A BCMT researcher examines the microstructure of a multifilamentary superconducting wire. Our “from melt to magnet” understanding of superconducting technology has been vital to progress.

BCMT supports the DOE Office of Science through magnetics advancements in multiple areas. For example, high energy physics drives the development of superconducting accelerator magnets; light sources advance permanent magnet systems; and the emerging compact fusion industry requires advancements in REBCO-based magnet technologies. However, these technologies have broader uses, and in some cases, their applications can inspire new directions. BCMT aims to identify and support these opportunities by leveraging our expertise and facilities. Such opportunities often come from collaborations with industry, national labs, or international collaborators, and can lead to future programs or projects or create new capabilities for existing facilities.

BCMT personnel adjust a prototype coil for a FRIB ECR-source magnet.

For example, superconducting magnet technology developed for HEP has been used to design, build, test, and deliver the Electron Cyclotron Resonance (ECR) source magnet for the Facility for Rare Isotope Beams (FRIB) at Michigan State University. The ECR source is the facility’s flagship, providing record ion charge states and ion current to enhance user science.

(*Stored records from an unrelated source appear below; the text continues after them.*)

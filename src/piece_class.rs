use crate::move_directions::{
    StepVector, BISHOP_DIRECTIONS, QUEEN_DIRECTIONS, ROOK_DIRECTIONS,
};

/// Represents the kind of a sliding piece.
/// Each kind is fully described by the step vectors it slides along.
#[derive(Copy, Clone, Debug, PartialEq, Eq, Hash)]
pub enum PieceClass {
    /// Slides along files and ranks.
    Rook,
    /// Slides along diagonals.
    Bishop,
    /// Slides along files, ranks and diagonals.
    Queen,
}

impl PieceClass {
    /// Step vectors walked by move generation, in output order.
    #[inline]
    pub fn directions(self) -> &'static [StepVector] {
        match self {
            PieceClass::Rook => &ROOK_DIRECTIONS,
            PieceClass::Bishop => &BISHOP_DIRECTIONS,
            PieceClass::Queen => &QUEEN_DIRECTIONS,
        }
    }

    pub fn name(self) -> &'static str {
        match self {
            PieceClass::Rook => "rook",
            PieceClass::Bishop => "bishop",
            PieceClass::Queen => "queen",
        }
    }
}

We are also constructing a state-of-the-art high-field dipole that will be a key component of a world-leading cable test facility at FNAL. This facility will enable cable testing and characterization in a high magnetic field for both fusion energy sciences and HEP. The system benefits from advancements made over the past two decades within the Superconducting Magnet Program and the broader accelerator magnet community, as well as the highest quality Nb₃Sn conductor produced by industry to date.